The five main types of vector commonly used include plasmids, bacteriophages, cosmids, and bacterial and yeast artificial chromosomes (BACs and YACs). The choice of vector used in cloning depends on a number of factors, such as the particular restriction enzyme being used and the size of the target DNA to be inserted. Some of the early vectors, such as plasmids and bacteriophages, were very limited in terms of the size of the target DNA fragment that could be inserted. Later generations of vectors, such as cosmids, can take inserts up to approximately 50 kb in size. A cosmid is essentially a plasmid that has had all but the minimum vector DNA necessary for propagation removed (i.e., the cos sequence), to enable insertion of the largest possible foreign DNA fragment and still allow replication.
The development of BACs and YACs allows the possibility of cloning DNA fragments of between 300 kb and 1000 kb in size. YACs consist of a plasmid that contains within it the minimum DNA sequences necessary for centromere and telomere formation plus DNA sequences known as autonomous replication sequences, all of which are necessary for accurate replication within yeast. YACs have the advantage that they can incorporate DNA fragments of up to 1000 kb in size as well as allow replication of eukaryotic DNA with repetitive DNA sequences, which often cannot take place in bacterial cells. Many eukaryotic genes are very large, being up to 2 to 3 million base pairs (bp) in length (p. 388). YACs allow detailed mapping of genes of this size and their flanking regions, whereas the use of conventional vectors would require an inordinate number of overlapping clones.
Transformation of the Host Organism
After introducing the target DNA fragment into the vector, the recombinant vector is introduced into specially modified bacterial or yeast host cells. The bacterial cell membrane is not normally permeable to large molecules such as DNA fragments but can be made permeable by a variety of different methods, including exposure to certain salts or high voltage; this is known as becoming competent. Usually only a single DNA molecule is taken up by a host cell undergoing the process known as transformation. If the transformed cells are allowed to multiply, large quantities of identical copies of the original single target DNA or clones will be produced (Figure 4.4).
Screening for Recombinant Vectors
After the transformed cells have multiplied in culture medium, they are plated out on a master plate of nutrient agar in a Petri dish. Recombinant vectors can be screened for by a detection system; for example, loss of antibiotic resistance can be screened for by replica plating on agar containing the appropriate antibiotic (see Figure 4.3). Thus, if the enzyme PstI were used to generate DNA fragments and to cut the plasmid pBR322, any recombinant plasmids produced would make the bacterial host cells they transform sensitive to ampicillin, as this gene would no longer be functional, but they would remain resistant to tetracycline. Replica plating of the master plates from the cultures allows identification of individual specific recombinant clones.
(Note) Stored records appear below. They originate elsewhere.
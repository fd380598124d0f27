//! CLI integration tests using assert_cmd.

use std::fs;
use std::path::Path;

use assert_cmd::Command;
use predicates::prelude::*;
use tempfile::TempDir;

fn practicum(dir: &Path) -> Command {
    #[allow(deprecated)]
    let mut cmd = Command::cargo_bin("practicum").unwrap();
    cmd.current_dir(dir).env("RUST_LOG", "off");
    cmd
}

const AUTHOR: &str = "6f1c2a9e-3b4d-4c5e-8f70-112233445566";

fn saved_id(output: &std::process::Output) -> String {
    assert!(output.status.success());
    let stdout = String::from_utf8(output.stdout.clone()).unwrap();
    stdout
        .trim()
        .rsplit_once('(')
        .and_then(|(_, rest)| rest.strip_suffix(')'))
        .unwrap()
        .to_string()
}

fn block(n: usize) -> String {
    format!("+++++ Question {n}\n==== a{n}\n====# b{n}\n==== c{n}\n==== d{n}")
}

fn write_test(dir: &Path, blocks: &[String]) -> std::path::PathBuf {
    let path = dir.join("test.txt");
    fs::write(&path, blocks.join("\n\n")).unwrap();
    path
}

#[test]
fn check_accepts_complete_test() {
    let dir = TempDir::new().unwrap();
    let blocks: Vec<String> = (1..=10).map(block).collect();
    let file = write_test(dir.path(), &blocks);

    practicum(dir.path())
        .arg("check")
        .arg(&file)
        .assert()
        .success()
        .stdout(predicate::str::contains("block 10: question 10 - Question 10"))
        .stdout(predicate::str::contains("10 question(s) accepted, 0 block(s) dropped"))
        .stdout(predicate::str::contains("Test is ready to save"));
}

#[test]
fn check_rejects_incomplete_test() {
    let dir = TempDir::new().unwrap();
    let mut blocks: Vec<String> = (1..=9).map(block).collect();
    blocks.push("+++++ Question 10\n==== a\n====# b\n==== c".to_string());
    let file = write_test(dir.path(), &blocks);

    practicum(dir.path())
        .arg("check")
        .arg(&file)
        .assert()
        .failure()
        .stdout(predicate::str::contains(
            "block 10: DROPPED (only 3 of 4 answer choices)",
        ))
        .stderr(predicate::str::contains("fill in all 10 test questions"));
}

#[test]
fn check_strict_marks_drops_double_mark() {
    let dir = TempDir::new().unwrap();
    let mut blocks: Vec<String> = (1..=9).map(block).collect();
    blocks.push("+++++ Question 10\n====# a\n==== b\n====# c\n==== d".to_string());
    let file = write_test(dir.path(), &blocks);

    practicum(dir.path())
        .arg("check")
        .arg(&file)
        .assert()
        .success()
        .stdout(predicate::str::contains("the last one wins"));

    practicum(dir.path())
        .arg("check")
        .arg(&file)
        .arg("--strict-marks")
        .assert()
        .failure()
        .stdout(predicate::str::contains("2 choices are marked correct"));
}

#[test]
fn check_uses_config_question_count() {
    let dir = TempDir::new().unwrap();
    fs::write(
        dir.path().join("practicum.toml"),
        "required_questions = 2\npass_score = 1\n",
    )
    .unwrap();
    let blocks: Vec<String> = (1..=2).map(block).collect();
    let file = write_test(dir.path(), &blocks);

    practicum(dir.path())
        .arg("check")
        .arg(&file)
        .assert()
        .success();
}

#[test]
fn check_missing_file() {
    let dir = TempDir::new().unwrap();

    practicum(dir.path())
        .arg("check")
        .arg("nonexistent.txt")
        .assert()
        .failure()
        .stderr(predicate::str::contains("Error"));
}

#[test]
fn format_json_rows() {
    let dir = TempDir::new().unwrap();
    let file = dir.path().join("rows.json");
    fs::write(
        &file,
        r#"[
            {"question": "Q2", "option_a": "e", "option_b": "f", "option_c": "g", "option_d": "h", "correct_answer": "A", "order_number": 2},
            {"question": "Q1", "option_a": "a", "option_b": "b", "option_c": "c", "option_d": "d", "correct_answer": "C", "order_number": 1}
        ]"#,
    )
    .unwrap();

    practicum(dir.path())
        .arg("format")
        .arg(&file)
        .assert()
        .success()
        .stdout(
            "+++++ Q1\n==== a\n==== b\n====# c\n==== d\n\n+++++ Q2\n====# e\n==== f\n==== g\n==== h\n",
        );
}

#[test]
fn demo_stats() {
    let dir = TempDir::new().unwrap();

    practicum(dir.path())
        .args(["--demo", "stats"])
        .assert()
        .success()
        .stdout(predicate::str::contains("Students:          2"))
        .stdout(predicate::str::contains("Practicals:        1"));
}

#[test]
fn save_list_and_edit_practical() {
    let dir = TempDir::new().unwrap();
    let blocks: Vec<String> = (1..=10).map(block).collect();
    let file = write_test(dir.path(), &blocks);

    let output = practicum(dir.path())
        .args(["--data", "course.json", "practical", "save"])
        .arg(&file)
        .args(["--title", "Ownership", "--order", "1", "--status", "published"])
        .args(["--created-by", AUTHOR])
        .output()
        .unwrap();
    let id = saved_id(&output);

    assert!(dir.path().join("course.json").exists());

    practicum(dir.path())
        .args(["--data", "course.json", "practical", "list"])
        .assert()
        .success()
        .stdout(predicate::str::contains("Ownership  [published, 10 question(s)]"));

    practicum(dir.path())
        .args(["--data", "course.json", "practical", "edit-text", &id])
        .assert()
        .success()
        .stdout(format!("{}\n", blocks.join("\n\n")));

    practicum(dir.path())
        .args(["--data", "course.json", "practical", "delete", &id])
        .assert()
        .success();

    practicum(dir.path())
        .args(["--data", "course.json", "practical", "list"])
        .assert()
        .success()
        .stdout(predicate::str::contains("No practicals yet"));
}

#[test]
fn rejected_save_writes_nothing() {
    let dir = TempDir::new().unwrap();
    let blocks: Vec<String> = (1..=3).map(block).collect();
    let file = write_test(dir.path(), &blocks);

    practicum(dir.path())
        .args(["--data", "course.json", "practical", "save"])
        .arg(&file)
        .args(["--title", "Ownership", "--order", "1", "--created-by", AUTHOR])
        .assert()
        .failure()
        .stderr(predicate::str::contains("test was not saved"));

    assert!(!dir.path().join("course.json").exists());
}

#[test]
fn edit_keeps_status_and_description() {
    let dir = TempDir::new().unwrap();
    let blocks: Vec<String> = (1..=10).map(block).collect();
    let file = write_test(dir.path(), &blocks);

    let output = practicum(dir.path())
        .args(["--data", "course.json", "practical", "save"])
        .arg(&file)
        .args(["--title", "Ownership", "--order", "1", "--status", "published"])
        .args(["--description", "Moves and borrows", "--created-by", AUTHOR])
        .output()
        .unwrap();
    let id = saved_id(&output);

    practicum(dir.path())
        .args(["--data", "course.json", "practical", "save"])
        .arg(&file)
        .args(["--title", "Ownership, revised", "--order", "1", "--id", &id])
        .assert()
        .success();

    practicum(dir.path())
        .args(["--data", "course.json", "practical", "list"])
        .assert()
        .success()
        .stdout(predicate::str::contains(
            "Ownership, revised  [published, 10 question(s)]",
        ))
        .stdout(predicate::str::contains("Moves and borrows"));
}

#[test]
fn save_without_author_needs_an_admin() {
    let dir = TempDir::new().unwrap();
    let blocks: Vec<String> = (1..=10).map(block).collect();
    let file = write_test(dir.path(), &blocks);

    practicum(dir.path())
        .args(["--data", "course.json", "practical", "save"])
        .arg(&file)
        .args(["--title", "Ownership", "--order", "1"])
        .assert()
        .failure()
        .stderr(predicate::str::contains("pass --created-by"));

    practicum(dir.path())
        .args(["--demo", "practical", "save"])
        .arg(&file)
        .args(["--title", "Ownership", "--order", "2"])
        .assert()
        .success()
        .stdout(predicate::str::contains("Saved \"Ownership\""));
}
Selection of Specific Clones
Several techniques have been developed to detect the presence of clones with specific DNA sequence inserts. The most widely used method is nucleic acid hybridization (p. 57). Colonies of transformed host bacteria with recombinant clones are used to make replica plates that are lyzed and then blotted on to a nitrocellulose filter to which nucleic acid binds. The DNA of the replica blot is then denatured to make the DNA single stranded, which will allow it to hybridize with single-stranded, radioactively labeled DNA or RNA probes (p. 58), which can then be detected by exposure to an x-ray film, or what is known as autoradiography. In this way, a transformed host bacterial colony containing a sequence complementary to the probe can be detected and, from its position on the replica plate, the colony containing that clone can be identified on the master plate, ‘picked’, and cultured separately (Figure 4.5).
DNA Libraries
Different sources of DNA can be used to make recombinant DNA molecules. DNA from nucleated cells is termed total or genomic DNA. DNA made by the action of the enzyme reverse transcriptase on messenger RNA (mRNA) is called complementary DNA or cDNA. It is possible to enrich for DNA sequences of particular interest by using a specific tissue or cell type as a source of mRNA; for instance, immature red blood cells (reticulocytes) containing predominantly globin mRNA resulted in cloning of the genes for the globin chains of hemoglobin (p. 156).
Cell-Free DNA Cloning
The PCR
DNA sequence information is used to design two oligonucleotide primers (amplimers) of approximately 20 bp in length complementary to the DNA sequences flanking the target DNA fragment. The first step is to denature the double-stranded DNA by heating. The primers then bind to the complementary DNA sequences of the single-stranded DNA templates. DNA polymerase extends the primer DNA in the presence of the deoxynucleotide triphosphates (dATP, dCTP, dGTP, and dTTP) to synthesize the complementary DNA sequence. Subsequent heat denaturation of the double-stranded DNA, followed by annealing of the same primer sequences to the resulting single-stranded DNA, will result in the synthesis of further copies of the target DNA. Some 30 to 35 successive repeated cycles results in more than 1 million copies (amplicons) of the DNA target, sufficient for direct visualization by ultraviolet fluorescence after ethidium bromide staining, without the need to use indirect detection techniques (Figure 4.6).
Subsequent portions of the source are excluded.